English Quaker poet (1784–1849)

Bernard Barton (31 January 1784 – 19 February 1849) was known as the Quaker poet. His main works included The Convict's Appeal (1818), in which he protested against the death penalty and the severity of the criminal code.

==Family==
Bernard Barton was born at Carlisle on 31 January 1784, the son of Quaker parents: John Barton (1755–1789) and his wife, Mary, née Done (1752–1784). His mother died, and while the boy was still an infant, his father, a manufacturer, married Elizabeth Horne (1760–1833), moved to London, and then engaged in the malting business at Hertford. After John Barton died, his widow and stepchildren moved to Tottenham. Barton's sister was the educational writer Maria Hack and his half-brother John Barton, an economist. He was educated at a Quaker school in Ipswich.

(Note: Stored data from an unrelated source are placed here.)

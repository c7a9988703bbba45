//! Payment handlers

use std::sync::Arc;

use axum::extract::{Path, State};
use axum::response::{IntoResponse, Response};
use axum::Json;
use serde::Deserialize;
use uuid::Uuid;

use crate::handlers::{error_response, Actor, AppState};

#[derive(Deserialize)]
pub struct OnlinePaymentRequest {
    pub transaction_id: Option<String>,
}

#[derive(Deserialize)]
pub struct ReceiptRequest {
    pub receipt_url: String,
}

#[derive(Deserialize)]
pub struct ConfirmRequest {
    pub transaction_id: Option<String>,
}

#[derive(Deserialize)]
pub struct TransactionRequest {
    pub transaction_id: String,
}

/// `POST /participants/:id/payment/online`
pub async fn complete_online_payment(
    State(state): State<Arc<AppState>>,
    Path(id): Path<Uuid>,
    Json(request): Json<OnlinePaymentRequest>,
) -> Response {
    match state
        .services
        .payment_service
        .complete_online_payment(id, request.transaction_id)
        .await
    {
        Ok(participant) => Json(participant).into_response(),
        Err(err) => error_response(err),
    }
}

/// `POST /participants/:id/payment/receipt`
///
/// First upload and re-upload after a rejection both land here.
pub async fn submit_receipt(
    State(state): State<Arc<AppState>>,
    Path(id): Path<Uuid>,
    Json(request): Json<ReceiptRequest>,
) -> Response {
    match state
        .services
        .payment_service
        .submit_receipt(id, request.receipt_url)
        .await
    {
        Ok(participant) => Json(participant).into_response(),
        Err(err) => error_response(err),
    }
}

/// `POST /participants/:id/payment/confirm`
pub async fn confirm_payment(
    State(state): State<Arc<AppState>>,
    Path(id): Path<Uuid>,
    actor: Actor,
    Json(request): Json<ConfirmRequest>,
) -> Response {
    let actor_email = match actor.required() {
        Ok(email) => email.to_string(),
        Err(err) => return error_response(err),
    };
    match state
        .services
        .payment_service
        .confirm_payment(&actor_email, id, request.transaction_id)
        .await
    {
        Ok(participant) => Json(participant).into_response(),
        Err(err) => error_response(err),
    }
}

/// `POST /participants/:id/payment/reject`
pub async fn reject_payment(
    State(state): State<Arc<AppState>>,
    Path(id): Path<Uuid>,
    actor: Actor,
) -> Response {
    let actor_email = match actor.required() {
        Ok(email) => email.to_string(),
        Err(err) => return error_response(err),
    };
    match state
        .services
        .payment_service
        .reject_payment(&actor_email, id)
        .await
    {
        Ok(participant) => Json(participant).into_response(),
        Err(err) => error_response(err),
    }
}

/// `POST /participants/:id/payment/transaction`
pub async fn attach_transaction_id(
    State(state): State<Arc<AppState>>,
    Path(id): Path<Uuid>,
    actor: Actor,
    Json(request): Json<TransactionRequest>,
) -> Response {
    if let Err(err) = actor.required() {
        return error_response(err);
    }
    match state
        .services
        .payment_service
        .attach_transaction_id(id, request.transaction_id)
        .await
    {
        Ok(participant) => Json(participant).into_response(),
        Err(err) => error_response(err),
    }
}
//! Registration eligibility engine
//!
//! Pure rules deciding whether a user may register for an event at a given
//! instant: regular windows, per-date closures, the on-the-spot path and
//! role/deadline overrides. No I/O; the clock is always passed in.

pub mod engine;
pub mod window;

pub use engine::{evaluate, RegistrationDecision};
pub use window::{
    format_time_remaining, on_spot_available, regular_availability, RegularAvailability,
};
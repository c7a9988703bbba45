//! Role resolution service
//!
//! Maps a signed-in email to a role. The allow-lists come from deployment
//! configuration, never from compiled-in constants, so every environment
//! carries its own admin and volunteer rosters.

use std::collections::HashSet;

use crate::config::RolesConfig;
use crate::models::role::Role;

/// Resolves the role a user acts under
pub trait RoleResolver: Send + Sync {
    fn resolve(&self, email: &str) -> Role;
}

/// Allow-list resolver backed by [`RolesConfig`]
#[derive(Debug, Clone)]
pub struct ConfigRoleResolver {
    admins: HashSet<String>,
    volunteers: HashSet<String>,
}

impl ConfigRoleResolver {
    pub fn new(config: &RolesConfig) -> Self {
        Self {
            admins: config
                .admin_emails
                .iter()
                .map(|email| email.to_lowercase())
                .collect(),
            volunteers: config
                .volunteer_emails
                .iter()
                .map(|email| email.to_lowercase())
                .collect(),
        }
    }
}

impl RoleResolver for ConfigRoleResolver {
    fn resolve(&self, email: &str) -> Role {
        let email = email.to_lowercase();
        if self.admins.contains(&email) {
            Role::Admin
        } else if self.volunteers.contains(&email) {
            Role::Volunteer
        } else {
            Role::Participant
        }
    }
}
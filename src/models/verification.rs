//! Check-in audit records
//!
//! Every scan appends one record, including re-scans of an already verified
//! participant; only the first scan flips the participant's verified flag.

use chrono::{DateTime, Utc};
use serde::{Deserialize, Serialize};
use sqlx::FromRow;
use uuid::Uuid;

#[derive(Debug, Clone, Serialize, Deserialize, FromRow)]
pub struct VerificationRecord {
    pub id: Uuid,
    pub participant_id: Uuid,
    /// Volunteer or admin who performed the scan
    pub actor: String,
    pub recorded_at: DateTime<Utc>,
}

impl VerificationRecord {
    pub fn new(participant_id: Uuid, actor: &str, recorded_at: DateTime<Utc>) -> Self {
        Self {
            id: Uuid::new_v4(),
            participant_id,
            actor: actor.to_string(),
            recorded_at,
        }
    }
}
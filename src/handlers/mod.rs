//! HTTP handlers
//!
//! Axum handlers exposing the registration, payment and check-in workflows.
//! Authentication happens upstream; the gateway forwards the signed-in
//! user's email in the `x-actor-email` header and these handlers treat it
//! as verified.

pub mod checkin;
pub mod events;
pub mod payment;
pub mod registration;

use std::sync::Arc;

use async_trait::async_trait;
use axum::extract::FromRequestParts;
use axum::http::request::Parts;
use axum::http::StatusCode;
use axum::response::{IntoResponse, Response};
use axum::routing::{get, post};
use axum::{Json, Router};
use serde::Serialize;

use crate::services::ServiceFactory;
use crate::utils::errors::GenesisError;

/// Shared handler state
#[derive(Clone)]
pub struct AppState {
    pub services: ServiceFactory,
}

/// JSON error body
#[derive(Serialize)]
pub struct ErrorResponse {
    pub error: String,
}

/// Signed-in actor forwarded by the gateway, when present
pub struct Actor(pub Option<String>);

#[async_trait]
impl<S> FromRequestParts<S> for Actor
where
    S: Send + Sync,
{
    type Rejection = std::convert::Infallible;

    async fn from_request_parts(parts: &mut Parts, _state: &S) -> Result<Self, Self::Rejection> {
        let email = parts
            .headers
            .get("x-actor-email")
            .and_then(|value| value.to_str().ok())
            .map(|value| value.to_string());
        Ok(Actor(email))
    }
}

impl Actor {
    /// The actor's email, or a permission error for admin-only routes
    pub fn required(&self) -> Result<&str, GenesisError> {
        self.0
            .as_deref()
            .ok_or_else(|| GenesisError::PermissionDenied("sign-in required".to_string()))
    }
}

/// Map the error taxonomy onto HTTP statuses
pub fn error_response(err: GenesisError) -> Response {
    let status = match &err {
        GenesisError::EventNotFound { .. }
        | GenesisError::ParticipantNotFound { .. }
        | GenesisError::UnknownTicket => StatusCode::NOT_FOUND,
        GenesisError::RegistrationClosed { .. } => StatusCode::FORBIDDEN,
        GenesisError::PermissionDenied(_) => StatusCode::FORBIDDEN,
        GenesisError::CapacityExhausted { .. }
        | GenesisError::DuplicateTransactionId { .. }
        | GenesisError::InvalidStateTransition { .. } => StatusCode::CONFLICT,
        GenesisError::InvalidInput(_)
        | GenesisError::InvalidTicketCode
        | GenesisError::TeamEventRequiresTeam { .. }
        | GenesisError::NotATeamEvent { .. }
        | GenesisError::TeamSizeViolation { .. } => StatusCode::UNPROCESSABLE_ENTITY,
        _ => StatusCode::INTERNAL_SERVER_ERROR,
    };

    (
        status,
        Json(ErrorResponse {
            error: err.to_string(),
        }),
    )
        .into_response()
}

#[derive(Serialize)]
struct HealthResponse {
    status: &'static str,
    version: &'static str,
}

/// `GET /health`
pub async fn health() -> impl IntoResponse {
    Json(HealthResponse {
        status: "ok",
        version: env!("CARGO_PKG_VERSION"),
    })
}

/// Build the application router
pub fn router(state: Arc<AppState>) -> Router {
    Router::new()
        .route("/health", get(health))
        .route("/events", get(events::list_events).post(events::create_event))
        .route(
            "/events/:id",
            get(events::get_event)
                .patch(events::update_event)
                .delete(events::deactivate_event),
        )
        .route("/events/:id/closures", post(events::toggle_daily_closure))
        .route("/events/:id/participants", get(events::list_participants))
        .route("/events/:id/eligibility", get(registration::check_eligibility))
        .route("/registrations", post(registration::register_participant))
        .route("/registrations/team", post(registration::register_team))
        .route(
            "/participants/:id/payment/online",
            post(payment::complete_online_payment),
        )
        .route(
            "/participants/:id/payment/receipt",
            post(payment::submit_receipt),
        )
        .route(
            "/participants/:id/payment/confirm",
            post(payment::confirm_payment),
        )
        .route(
            "/participants/:id/payment/reject",
            post(payment::reject_payment),
        )
        .route(
            "/participants/:id/payment/transaction",
            post(payment::attach_transaction_id),
        )
        .route("/checkin", post(checkin::verify_by_code))
        .route(
            "/participants/:id/verifications",
            get(checkin::verification_history),
        )
        .with_state(state)
}
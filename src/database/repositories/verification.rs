//! Verification record repository implementation

use async_trait::async_trait;
use sqlx::PgPool;
use uuid::Uuid;

use crate::database::store::VerificationStore;
use crate::models::verification::VerificationRecord;
use crate::utils::errors::Result;

#[derive(Debug, Clone)]
pub struct VerificationRepository {
    pool: PgPool,
}

impl VerificationRepository {
    pub fn new(pool: PgPool) -> Self {
        Self { pool }
    }
}

#[async_trait]
impl VerificationStore for VerificationRepository {
    /// Append one audit record; the table is insert-only
    async fn append_record(&self, record: VerificationRecord) -> Result<VerificationRecord> {
        let inserted = sqlx::query_as::<_, VerificationRecord>(
            r#"
            INSERT INTO verification_records (id, participant_id, actor, recorded_at)
            VALUES ($1, $2, $3, $4)
            RETURNING id, participant_id, actor, recorded_at
            "#,
        )
        .bind(record.id)
        .bind(record.participant_id)
        .bind(record.actor)
        .bind(record.recorded_at)
        .fetch_one(&self.pool)
        .await?;

        Ok(inserted)
    }

    async fn list_for_participant(&self, participant_id: Uuid) -> Result<Vec<VerificationRecord>> {
        let records = sqlx::query_as::<_, VerificationRecord>(
            "SELECT id, participant_id, actor, recorded_at FROM verification_records WHERE participant_id = $1 ORDER BY recorded_at ASC",
        )
        .bind(participant_id)
        .fetch_all(&self.pool)
        .await?;

        Ok(records)
    }
}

Barton was apprenticed at the age of 14 to a shopkeeper in Halstead, Essex, whose daughter, Lucy Jesup (1781–1808), he married in 1807. His wife died at the end of their first year of marriage, while giving birth to their daughter Lucy. After a year as a tutor in Liverpool, Barton spent the rest of his life at Woodbridge, Suffolk, for the most part as a clerk in Messrs Alexander's Bank. He died on 19 February 1849.

==Works and friendships==
Barton became friends with Southey, Lamb, and other men and women of letters, including the local children's writer Anne Knight, with whom he lodged, while providing poems for some of her books. His chief works are The Convict's Appeal published in 1818, a protest against the death penalty and the severity of the criminal code, and Household Verses published 1845, which came to the notice of Sir R. Peel, through whom he obtained a pension of £100 a year. Other volumes of his were entitled Napoleon and Other Poems (1822), Poetic Vigils (1824) and A New Year's Eve and Other Poems.

Richard Ryan dedicated to Barton his Poems on Sacred Subjects to which are added several miscellaneous (1824).

Apart from some hymns, his works are almost forgotten, but he was described as an amiable and estimable man – simple and sympathetic. His best-known hymns are "Lamp of our feet, whereby we trace", "Walk in the light, so shalt thou know", "Fear not, Zion's sons and daughters", "Hath the invitation ended?" "See we not beyond the portal?" and "Those who live in love shall know".

Lucy published a selection of her father's poems and letters, to which Edward Fitzgerald, translator of the Rubáiyát of Omar Khayyám and her future husband, wrote a biographical introduction.